--- WHAT THIS TASK INVOLVES ---
Copy each line of the entries below that contains the string "bool".

--- Items from a dataset ---
◆ ◆ ◆ ◆ ◆

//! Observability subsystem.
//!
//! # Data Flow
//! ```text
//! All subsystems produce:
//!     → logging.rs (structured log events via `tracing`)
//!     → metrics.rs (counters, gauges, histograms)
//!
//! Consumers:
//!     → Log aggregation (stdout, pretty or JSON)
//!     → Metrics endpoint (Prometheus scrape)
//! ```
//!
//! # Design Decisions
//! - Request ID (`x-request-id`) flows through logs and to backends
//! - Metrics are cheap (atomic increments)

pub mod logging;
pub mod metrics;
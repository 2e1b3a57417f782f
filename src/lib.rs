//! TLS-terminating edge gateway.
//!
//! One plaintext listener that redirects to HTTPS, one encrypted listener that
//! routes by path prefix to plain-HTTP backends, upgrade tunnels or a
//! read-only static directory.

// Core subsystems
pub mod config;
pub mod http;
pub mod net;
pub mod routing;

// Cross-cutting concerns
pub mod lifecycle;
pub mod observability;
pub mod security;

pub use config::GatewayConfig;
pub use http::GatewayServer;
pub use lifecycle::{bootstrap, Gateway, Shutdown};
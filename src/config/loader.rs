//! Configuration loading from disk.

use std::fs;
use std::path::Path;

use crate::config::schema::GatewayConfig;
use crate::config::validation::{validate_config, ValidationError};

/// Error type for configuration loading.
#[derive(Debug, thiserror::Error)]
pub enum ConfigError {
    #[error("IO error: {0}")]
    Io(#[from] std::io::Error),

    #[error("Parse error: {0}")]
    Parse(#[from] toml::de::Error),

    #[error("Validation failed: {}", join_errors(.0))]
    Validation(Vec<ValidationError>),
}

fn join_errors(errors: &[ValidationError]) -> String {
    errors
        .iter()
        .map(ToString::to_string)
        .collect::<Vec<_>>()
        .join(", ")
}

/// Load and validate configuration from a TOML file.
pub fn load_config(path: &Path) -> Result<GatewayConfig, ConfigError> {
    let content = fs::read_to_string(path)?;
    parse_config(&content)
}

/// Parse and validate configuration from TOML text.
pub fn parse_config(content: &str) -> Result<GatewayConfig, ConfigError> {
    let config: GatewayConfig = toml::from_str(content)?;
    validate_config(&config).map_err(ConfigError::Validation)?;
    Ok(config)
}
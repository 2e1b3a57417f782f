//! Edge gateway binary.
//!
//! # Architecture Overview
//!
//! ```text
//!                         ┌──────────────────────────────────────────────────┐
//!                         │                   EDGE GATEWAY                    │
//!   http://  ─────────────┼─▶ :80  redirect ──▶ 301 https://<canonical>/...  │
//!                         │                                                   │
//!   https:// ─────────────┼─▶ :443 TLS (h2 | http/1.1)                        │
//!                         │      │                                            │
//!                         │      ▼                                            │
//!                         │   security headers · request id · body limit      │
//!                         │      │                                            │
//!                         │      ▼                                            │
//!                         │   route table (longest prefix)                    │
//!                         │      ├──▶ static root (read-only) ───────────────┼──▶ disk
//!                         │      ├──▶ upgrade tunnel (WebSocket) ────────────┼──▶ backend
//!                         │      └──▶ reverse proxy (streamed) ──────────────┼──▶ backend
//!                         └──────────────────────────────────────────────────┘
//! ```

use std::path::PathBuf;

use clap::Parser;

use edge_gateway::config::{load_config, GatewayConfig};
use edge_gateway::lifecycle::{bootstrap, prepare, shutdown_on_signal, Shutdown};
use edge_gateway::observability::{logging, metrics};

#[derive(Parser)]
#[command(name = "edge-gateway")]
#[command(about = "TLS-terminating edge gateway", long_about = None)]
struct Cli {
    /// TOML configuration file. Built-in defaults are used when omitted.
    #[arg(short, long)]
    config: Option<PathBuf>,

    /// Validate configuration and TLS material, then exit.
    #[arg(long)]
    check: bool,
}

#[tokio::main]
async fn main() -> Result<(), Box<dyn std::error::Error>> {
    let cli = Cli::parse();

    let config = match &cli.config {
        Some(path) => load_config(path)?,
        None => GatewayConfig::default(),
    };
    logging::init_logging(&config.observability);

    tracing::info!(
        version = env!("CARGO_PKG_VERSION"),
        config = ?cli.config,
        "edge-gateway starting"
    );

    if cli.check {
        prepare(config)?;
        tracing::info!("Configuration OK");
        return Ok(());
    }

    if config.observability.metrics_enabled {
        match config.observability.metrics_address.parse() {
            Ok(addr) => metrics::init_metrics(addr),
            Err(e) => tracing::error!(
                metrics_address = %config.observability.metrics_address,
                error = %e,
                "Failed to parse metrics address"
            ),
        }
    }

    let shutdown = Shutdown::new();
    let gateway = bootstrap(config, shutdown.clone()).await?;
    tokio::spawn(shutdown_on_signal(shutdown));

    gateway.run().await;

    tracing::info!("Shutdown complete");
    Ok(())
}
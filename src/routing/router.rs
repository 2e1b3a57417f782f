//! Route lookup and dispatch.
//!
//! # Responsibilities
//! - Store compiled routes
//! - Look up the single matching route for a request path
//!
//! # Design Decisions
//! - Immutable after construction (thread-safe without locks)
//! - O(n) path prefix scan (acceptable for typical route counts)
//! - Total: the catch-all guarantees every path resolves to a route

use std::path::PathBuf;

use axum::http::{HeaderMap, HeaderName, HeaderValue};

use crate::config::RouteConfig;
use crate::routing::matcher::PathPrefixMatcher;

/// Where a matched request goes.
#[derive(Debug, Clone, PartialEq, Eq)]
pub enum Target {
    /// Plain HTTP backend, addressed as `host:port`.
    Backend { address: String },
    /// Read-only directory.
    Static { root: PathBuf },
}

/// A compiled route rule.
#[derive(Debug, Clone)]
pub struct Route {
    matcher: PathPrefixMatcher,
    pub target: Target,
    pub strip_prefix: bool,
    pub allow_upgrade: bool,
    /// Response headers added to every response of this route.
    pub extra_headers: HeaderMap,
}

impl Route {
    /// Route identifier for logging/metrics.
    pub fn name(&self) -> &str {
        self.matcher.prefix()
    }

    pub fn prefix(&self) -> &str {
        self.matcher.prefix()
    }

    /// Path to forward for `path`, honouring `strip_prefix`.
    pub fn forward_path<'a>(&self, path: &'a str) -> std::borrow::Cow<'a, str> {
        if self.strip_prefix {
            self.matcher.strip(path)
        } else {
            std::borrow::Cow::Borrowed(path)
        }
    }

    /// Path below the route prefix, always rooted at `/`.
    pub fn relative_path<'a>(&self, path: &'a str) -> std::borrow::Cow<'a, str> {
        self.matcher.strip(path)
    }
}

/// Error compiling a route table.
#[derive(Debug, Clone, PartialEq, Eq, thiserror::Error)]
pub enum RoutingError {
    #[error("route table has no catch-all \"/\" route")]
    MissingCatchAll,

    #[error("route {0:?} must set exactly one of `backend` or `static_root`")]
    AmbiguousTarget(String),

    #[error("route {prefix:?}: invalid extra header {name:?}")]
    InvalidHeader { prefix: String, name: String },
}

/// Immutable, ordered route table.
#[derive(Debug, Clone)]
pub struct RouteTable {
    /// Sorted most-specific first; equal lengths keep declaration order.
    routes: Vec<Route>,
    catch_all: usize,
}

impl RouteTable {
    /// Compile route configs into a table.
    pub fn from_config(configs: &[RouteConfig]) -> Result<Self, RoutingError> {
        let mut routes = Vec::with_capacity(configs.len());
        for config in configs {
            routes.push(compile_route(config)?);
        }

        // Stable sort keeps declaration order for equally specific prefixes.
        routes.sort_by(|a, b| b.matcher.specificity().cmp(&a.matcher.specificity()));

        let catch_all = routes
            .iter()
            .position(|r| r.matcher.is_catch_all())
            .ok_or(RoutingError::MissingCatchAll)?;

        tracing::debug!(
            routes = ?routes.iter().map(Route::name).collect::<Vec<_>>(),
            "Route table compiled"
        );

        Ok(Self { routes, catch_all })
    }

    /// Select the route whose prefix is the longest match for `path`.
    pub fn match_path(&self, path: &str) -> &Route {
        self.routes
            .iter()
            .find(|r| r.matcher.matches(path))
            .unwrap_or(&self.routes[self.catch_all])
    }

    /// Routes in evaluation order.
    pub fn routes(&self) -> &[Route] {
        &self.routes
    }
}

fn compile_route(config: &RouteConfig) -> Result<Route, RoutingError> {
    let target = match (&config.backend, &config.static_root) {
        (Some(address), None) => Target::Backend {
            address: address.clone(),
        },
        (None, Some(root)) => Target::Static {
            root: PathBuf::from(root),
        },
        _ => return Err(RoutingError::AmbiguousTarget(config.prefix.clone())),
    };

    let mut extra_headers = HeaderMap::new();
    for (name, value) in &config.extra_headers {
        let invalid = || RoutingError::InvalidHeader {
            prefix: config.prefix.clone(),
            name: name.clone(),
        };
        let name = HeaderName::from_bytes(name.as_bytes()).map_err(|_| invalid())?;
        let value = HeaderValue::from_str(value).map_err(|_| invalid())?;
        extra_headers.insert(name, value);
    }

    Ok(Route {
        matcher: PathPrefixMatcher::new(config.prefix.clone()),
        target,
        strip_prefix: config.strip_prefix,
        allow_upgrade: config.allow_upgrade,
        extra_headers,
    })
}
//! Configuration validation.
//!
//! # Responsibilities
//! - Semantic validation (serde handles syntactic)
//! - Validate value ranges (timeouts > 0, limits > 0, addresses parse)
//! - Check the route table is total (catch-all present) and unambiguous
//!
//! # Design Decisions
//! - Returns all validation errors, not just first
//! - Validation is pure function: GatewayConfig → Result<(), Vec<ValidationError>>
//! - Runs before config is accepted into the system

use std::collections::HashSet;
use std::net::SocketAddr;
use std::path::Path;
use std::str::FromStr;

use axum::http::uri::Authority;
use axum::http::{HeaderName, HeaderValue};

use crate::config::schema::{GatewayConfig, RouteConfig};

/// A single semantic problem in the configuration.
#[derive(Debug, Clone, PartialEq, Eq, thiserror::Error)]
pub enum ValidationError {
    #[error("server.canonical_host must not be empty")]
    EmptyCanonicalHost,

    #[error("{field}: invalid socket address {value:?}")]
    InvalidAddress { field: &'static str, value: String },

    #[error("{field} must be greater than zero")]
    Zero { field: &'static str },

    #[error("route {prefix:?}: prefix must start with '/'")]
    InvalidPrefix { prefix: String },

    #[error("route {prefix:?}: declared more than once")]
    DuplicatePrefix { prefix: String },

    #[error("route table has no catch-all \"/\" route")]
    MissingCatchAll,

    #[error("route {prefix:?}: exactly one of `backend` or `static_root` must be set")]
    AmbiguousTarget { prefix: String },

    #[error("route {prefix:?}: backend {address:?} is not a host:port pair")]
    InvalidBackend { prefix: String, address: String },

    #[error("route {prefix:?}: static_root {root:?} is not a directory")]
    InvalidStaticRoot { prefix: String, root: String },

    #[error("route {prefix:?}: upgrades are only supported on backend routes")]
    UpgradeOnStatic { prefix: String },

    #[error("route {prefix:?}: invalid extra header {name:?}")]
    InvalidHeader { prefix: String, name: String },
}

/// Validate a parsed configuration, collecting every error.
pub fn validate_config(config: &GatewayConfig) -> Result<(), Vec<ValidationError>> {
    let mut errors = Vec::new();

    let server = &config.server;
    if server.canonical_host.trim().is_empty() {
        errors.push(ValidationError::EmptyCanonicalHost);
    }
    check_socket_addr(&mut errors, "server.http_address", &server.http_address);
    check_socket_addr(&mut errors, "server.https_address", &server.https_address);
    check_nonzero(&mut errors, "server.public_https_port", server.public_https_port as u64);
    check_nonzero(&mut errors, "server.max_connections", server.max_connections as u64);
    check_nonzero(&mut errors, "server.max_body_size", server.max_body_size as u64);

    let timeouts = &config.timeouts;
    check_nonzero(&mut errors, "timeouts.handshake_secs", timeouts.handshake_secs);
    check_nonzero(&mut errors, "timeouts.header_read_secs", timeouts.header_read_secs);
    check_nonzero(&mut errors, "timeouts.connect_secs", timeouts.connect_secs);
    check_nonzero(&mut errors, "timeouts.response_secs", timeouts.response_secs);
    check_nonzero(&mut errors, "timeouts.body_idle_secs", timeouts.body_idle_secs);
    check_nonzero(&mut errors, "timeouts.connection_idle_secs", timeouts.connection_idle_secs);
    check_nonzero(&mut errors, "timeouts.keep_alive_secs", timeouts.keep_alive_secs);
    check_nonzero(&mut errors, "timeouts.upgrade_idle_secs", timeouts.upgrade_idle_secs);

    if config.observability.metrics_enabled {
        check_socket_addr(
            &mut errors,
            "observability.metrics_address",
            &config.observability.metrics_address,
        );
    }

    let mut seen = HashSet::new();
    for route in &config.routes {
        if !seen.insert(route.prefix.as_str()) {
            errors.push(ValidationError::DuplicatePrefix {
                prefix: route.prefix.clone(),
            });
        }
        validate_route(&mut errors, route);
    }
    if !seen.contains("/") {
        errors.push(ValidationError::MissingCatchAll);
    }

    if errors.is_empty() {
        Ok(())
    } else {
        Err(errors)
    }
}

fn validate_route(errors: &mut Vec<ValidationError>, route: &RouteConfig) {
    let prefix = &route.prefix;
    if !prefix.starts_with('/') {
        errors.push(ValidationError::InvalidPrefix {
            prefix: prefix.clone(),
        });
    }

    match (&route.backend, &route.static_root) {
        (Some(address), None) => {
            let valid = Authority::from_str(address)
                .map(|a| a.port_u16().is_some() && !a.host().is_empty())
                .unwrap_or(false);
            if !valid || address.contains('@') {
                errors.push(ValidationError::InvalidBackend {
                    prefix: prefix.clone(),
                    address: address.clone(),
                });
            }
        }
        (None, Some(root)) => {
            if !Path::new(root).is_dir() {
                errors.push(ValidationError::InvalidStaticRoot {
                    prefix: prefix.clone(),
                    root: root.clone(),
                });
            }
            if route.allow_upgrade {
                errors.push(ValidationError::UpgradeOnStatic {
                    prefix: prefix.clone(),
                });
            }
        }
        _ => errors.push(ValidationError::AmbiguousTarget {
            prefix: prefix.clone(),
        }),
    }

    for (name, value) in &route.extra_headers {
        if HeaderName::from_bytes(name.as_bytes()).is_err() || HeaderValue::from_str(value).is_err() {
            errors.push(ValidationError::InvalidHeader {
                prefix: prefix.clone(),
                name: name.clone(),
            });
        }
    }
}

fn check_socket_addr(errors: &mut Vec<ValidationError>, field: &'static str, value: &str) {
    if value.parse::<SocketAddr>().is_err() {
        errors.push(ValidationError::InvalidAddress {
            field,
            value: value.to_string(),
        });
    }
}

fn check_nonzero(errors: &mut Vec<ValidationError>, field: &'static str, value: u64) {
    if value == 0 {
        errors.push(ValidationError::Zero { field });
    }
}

◆ ◆ ◆ ◆ ◆

--- EXERCISE OUTPUT ---
    check: bool,
    pub strip_prefix: bool,
    pub allow_upgrade: bool,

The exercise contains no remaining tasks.